Сидел он в окружении людей,
удивительно напоминавших мне нэпманов (хоть я их
воочию не видел, но по архивам представляю себе довольно ясно).
Все они были одеты как истые европейцы, но только все дело портило, когда они улыбались:
у всех у них было по 32 вставных золотых
зуба. По-видимому, это считается наиболее верным помещением капитала в наши дни.
И старик еврей, который сидел рядом с женой
Жукова, спросил ее: «Скажите, а генерал-полковник Кайзер — еврей?»
Жена повернулась к Жукову, который в это время, замерев,
смотрел сценку из армейской жизни — лицо его было радостное, глаза
под очками добрые, и спросила его: «Скажи, пожалуйста, Гриша, ты
знаешь Кайзера?». — «Да». «Кто он?» — «Командующий Дальневосточным военным округом».
«А он — еврей?» — спросила женщина. Маршал ответил ей коротко и резко: «Ну!» В это время сценка из
армейской жизни кончилась, и Жуков с азартом мальчишки стал
аплодировать.
По всему летнему театру шел шорох, и все старались на него
как-нибудь поближе посмотреть. А старый нэпман в белом джемпере
сказал, ни к кому не обращаясь, но желая, чтобы его услышали мы,
сидевшие сзади и обменивавшиеся всякого рода соображениями:
«Пэр Англии.

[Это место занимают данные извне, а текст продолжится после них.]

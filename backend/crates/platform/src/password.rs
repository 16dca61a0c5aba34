//! Password Hashing and Verification
//!
//! NIST SP 800-63B style password handling:
//! - Argon2id hashing (PHC string format)
//! - NFKC normalization before hashing or comparing
//! - Zeroization of clear text on drop
//! - Optional application-wide pepper

use std::fmt;

use argon2::{Argon2, PasswordHash, PasswordHasher, PasswordVerifier, password_hash::SaltString};
use rand::rngs::OsRng;
use thiserror::Error;
use unicode_normalization::UnicodeNormalization;
use zeroize::{Zeroize, ZeroizeOnDrop};

/// Minimum password length in code points
pub const MIN_PASSWORD_LENGTH: usize = 8;

/// Maximum password length in code points
pub const MAX_PASSWORD_LENGTH: usize = 128;

/// Password policy violations
#[derive(Debug, Clone, PartialEq, Eq, Error)]
pub enum PasswordPolicyError {
    #[error("Password must be at least {min} characters (got {actual})")]
    TooShort { min: usize, actual: usize },

    #[error("Password must be at most {max} characters (got {actual})")]
    TooLong { max: usize, actual: usize },

    #[error("Password cannot be empty or contain only whitespace")]
    EmptyOrWhitespace,

    #[error("Password contains invalid control characters")]
    InvalidCharacter,

    #[error("Password is too common or follows a predictable pattern")]
    CommonPattern,
}

/// Hashing failures
#[derive(Debug, Error)]
pub enum PasswordHashError {
    #[error("Password hashing failed: {0}")]
    HashingFailed(String),

    #[error("Invalid password hash format")]
    InvalidHashFormat,
}

// ============================================================================
// Clear Text Password (Zeroized on drop)
// ============================================================================

/// Clear text password, erased from memory on drop
///
/// Not `Clone`, and `Debug` output is redacted.
#[derive(Zeroize, ZeroizeOnDrop)]
pub struct ClearTextPassword(String);

impl ClearTextPassword {
    /// Validate a new password against the policy
    ///
    /// Used when a password is *chosen* (registration, reset, change).
    pub fn new(raw: String) -> Result<Self, PasswordPolicyError> {
        let normalized = Self::normalize(raw);

        if normalized.trim().is_empty() {
            return Err(PasswordPolicyError::EmptyOrWhitespace);
        }

        let char_count = normalized.0.chars().count();
        if char_count < MIN_PASSWORD_LENGTH {
            return Err(PasswordPolicyError::TooShort {
                min: MIN_PASSWORD_LENGTH,
                actual: char_count,
            });
        }
        if char_count > MAX_PASSWORD_LENGTH {
            return Err(PasswordPolicyError::TooLong {
                max: MAX_PASSWORD_LENGTH,
                actual: char_count,
            });
        }

        if normalized
            .0
            .chars()
            .any(|ch| ch.is_control() && ch != '\t' && ch != '\n')
        {
            return Err(PasswordPolicyError::InvalidCharacter);
        }

        if is_common_pattern(&normalized.0) {
            return Err(PasswordPolicyError::CommonPattern);
        }

        Ok(normalized)
    }

    /// Wrap a submitted password for comparison only
    ///
    /// No policy is applied: a login attempt with a password that would not
    /// pass today's policy must still fail as "wrong credentials", not as a
    /// validation error.
    pub fn for_verification(raw: String) -> Self {
        Self::normalize(raw)
    }

    fn normalize(raw: String) -> Self {
        let normalized: String = raw.nfkc().collect();
        let mut raw = raw;
        raw.zeroize();
        Self(normalized)
    }

    fn trim(&self) -> &str {
        self.0.trim()
    }

    fn peppered(&self, pepper: Option<&[u8]>) -> Vec<u8> {
        let mut bytes = self.0.as_bytes().to_vec();
        if let Some(p) = pepper {
            bytes.extend_from_slice(p);
        }
        bytes
    }

    /// Hash with Argon2id (default OWASP parameters: m=19456, t=2, p=1)
    pub fn hash(&self, pepper: Option<&[u8]>) -> Result<HashedPassword, PasswordHashError> {
        let mut password_bytes = self.peppered(pepper);
        let salt = SaltString::generate(&mut OsRng);

        let result = Argon2::default()
            .hash_password(&password_bytes, &salt)
            .map(|hash| HashedPassword {
                hash: hash.to_string(),
            })
            .map_err(|e| PasswordHashError::HashingFailed(e.to_string()));

        password_bytes.zeroize();
        result
    }
}

impl fmt::Debug for ClearTextPassword {
    fn fmt(&self, f: &mut fmt::Formatter<'_>) -> fmt::Result {
        f.debug_tuple("ClearTextPassword")
            .field(&"[REDACTED]")
            .finish()
    }
}

// ============================================================================
// Hashed Password (Safe to store)
// ============================================================================

/// Argon2id hash in PHC string format
#[derive(Clone, PartialEq, Eq)]
pub struct HashedPassword {
    hash: String,
}

impl HashedPassword {
    /// Parse a stored PHC string
    pub fn from_phc_string(s: impl Into<String>) -> Result<Self, PasswordHashError> {
        let hash = s.into();
        PasswordHash::new(&hash).map_err(|_| PasswordHashError::InvalidHashFormat)?;
        Ok(Self { hash })
    }

    pub fn as_phc_string(&self) -> &str {
        &self.hash
    }

    /// Verify in constant time; `pepper` must match the one used for hashing
    pub fn verify(&self, password: &ClearTextPassword, pepper: Option<&[u8]>) -> bool {
        let Ok(parsed_hash) = PasswordHash::new(&self.hash) else {
            return false;
        };

        let mut password_bytes = password.peppered(pepper);
        let valid = Argon2::default()
            .verify_password(&password_bytes, &parsed_hash)
            .is_ok();
        password_bytes.zeroize();
        valid
    }
}

impl fmt::Debug for HashedPassword {
    fn fmt(&self, f: &mut fmt::Formatter<'_>) -> fmt::Result {
        f.debug_struct("HashedPassword")
            .field("hash", &"[HASH]")
            .finish()
    }
}

// ============================================================================
// Helper Functions
// ============================================================================

fn is_common_pattern(password: &str) -> bool {
    let lower = password.to_lowercase();

    let mut chars = lower.chars();
    if let Some(first) = chars.next() {
        if chars.all(|c| c == first) {
            return true;
        }
    }

    if is_sequential_numbers(&lower) {
        return true;
    }

    const KEYBOARD_PATTERNS: &[&str] = &["qwerty", "asdfgh", "zxcvbn", "qazwsx", "1qaz2wsx"];
    if KEYBOARD_PATTERNS.iter().any(|p| lower.contains(p)) {
        return true;
    }

    const COMMON_PASSWORDS: &[&str] = &[
        "password",
        "password1",
        "password123",
        "abcdefgh",
        "letmein1",
        "welcome1",
        "admin123",
        "iloveyou",
        "sunshine",
        "princess",
        "football",
        "baseball",
        "trustno1",
    ];
    COMMON_PASSWORDS.contains(&lower.as_str())
}

/// Only digits, strictly ascending or descending (wrapping 9→0)
fn is_sequential_numbers(s: &str) -> bool {
    if !s.chars().all(|c| c.is_ascii_digit()) {
        return false;
    }
    let digits: Vec<u32> = s.chars().filter_map(|c| c.to_digit(10)).collect();
    if digits.len() < 4 {
        return false;
    }

    let ascending = digits.windows(2).all(|w| w[1] == (w[0] + 1) % 10);
    let descending = digits.windows(2).all(|w| w[0] == (w[1] + 1) % 10);
    ascending || descending
}

#[cfg(test)]
mod tests {
    use super::*;

    #[test]
    fn test_password_too_short() {
        let result = ClearTextPassword::new("short".to_string());
        assert!(matches!(result, Err(PasswordPolicyError::TooShort { .. })));
    }

    #[test]
    fn test_password_too_long() {
        let result = ClearTextPassword::new(format!("Ab1!{}", "x".repeat(MAX_PASSWORD_LENGTH)));
        assert!(matches!(result, Err(PasswordPolicyError::TooLong { .. })));
    }

    #[test]
    fn test_password_whitespace_only() {
        let result = ClearTextPassword::new("          ".to_string());
        assert!(matches!(
            result,
            Err(PasswordPolicyError::EmptyOrWhitespace)
        ));
    }

    #[test]
    fn test_password_common_pattern() {
        for weak in ["password123", "qwertyuiop", "12345678", "98765432", "aaaaaaaa"] {
            let result = ClearTextPassword::new(weak.to_string());
            assert!(
                matches!(result, Err(PasswordPolicyError::CommonPattern)),
                "{weak} should be rejected"
            );
        }
    }

    #[test]
    fn test_valid_password() {
        assert!(ClearTextPassword::new("MySecure#Pass2024!".to_string()).is_ok());
        assert!(ClearTextPassword::new("パスワード安全です!".to_string()).is_ok());
    }

    #[test]
    fn test_for_verification_skips_policy() {
        let short = ClearTextPassword::for_verification("short".to_string());
        let hashed = ClearTextPassword::new("Correct#Horse9".to_string())
            .unwrap()
            .hash(None)
            .unwrap();
        assert!(!hashed.verify(&short, None));
    }

    #[test]
    fn test_hash_and_verify() {
        let password = ClearTextPassword::new("TestPassword123!".to_string()).unwrap();
        let hashed = password.hash(None).unwrap();
        assert!(hashed.verify(&password, None));

        let login = ClearTextPassword::for_verification("TestPassword123!".to_string());
        assert!(hashed.verify(&login, None));

        let wrong = ClearTextPassword::for_verification("WrongPassword123!".to_string());
        assert!(!hashed.verify(&wrong, None));
    }

    #[test]
    fn test_nfkc_normalization_on_verify() {
        // Full-width digits normalize to ASCII
        let password = ClearTextPassword::new("Secret#Pass12".to_string()).unwrap();
        let hashed = password.hash(None).unwrap();
        let fullwidth = ClearTextPassword::for_verification("Secret#Pass１２".to_string());
        assert!(hashed.verify(&fullwidth, None));
    }

    #[test]
    fn test_hash_with_pepper() {
        let password = ClearTextPassword::new("TestPassword123!".to_string()).unwrap();
        let pepper = b"my_secret_pepper";
        let hashed = password.hash(Some(pepper)).unwrap();

        assert!(hashed.verify(&password, Some(pepper)));
        assert!(!hashed.verify(&password, None));
        assert!(!hashed.verify(&password, Some(b"wrong_pepper")));
    }

    #[test]
    fn test_phc_string_parsing() {
        let password = ClearTextPassword::new("TestPassword123!".to_string()).unwrap();
        let hashed = password.hash(None).unwrap();
        let restored = HashedPassword::from_phc_string(hashed.as_phc_string()).unwrap();
        assert!(restored.verify(&password, None));

        assert!(HashedPassword::from_phc_string("not_a_valid_hash").is_err());
    }

    #[test]
    fn test_debug_redaction() {
        let password = ClearTextPassword::for_verification("secret".to_string());
        let debug_output = format!("{:?}", password);
        assert!(debug_output.contains("REDACTED"));
        assert!(!debug_output.contains("secret"));
    }
}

У него там есть поместье и место в парламенте».
Потом
мы это выяснили, и это действительно так. Жуков в 1945 году был награжден орденом Бани —
высшим королевским орденом Англии, а
человек, награжденный этим орденом, автоматически становится членом палаты лордов;
там есть его место, которое всегда пустует, ему
выделили участок земли, который называется «Графство Жуков».
Очень забавную вещь рассказывали мне о Булганине. Он живет
сейчас в двухкомнатной квартире на Пироговке, часто «соображает
на двоих» в магазине и покупает абсолютно все газеты, которые выходят в Москве.
На этих газетах он подчеркивает целые абзацы красным и синим карандашом и ставит свои замечания: «Удивлен!»,
«Немедленно разобраться», «Принять меры», «Какое безобразие!» и
т.д., то есть старикашка очень хочет поиграть во власть.
Забавное это
дело.
То же самое мне рассказывали про Кагановича. Когда он был
выведен из президиума, его направили в какой-то строительный трест.
Он приехал туда, собрал партийный актив и выступил с огромной
речью, в которой призывал наладить производство, взять темпы и
покончить с антипартийной группой Молотова, Кагановича и Маленкова.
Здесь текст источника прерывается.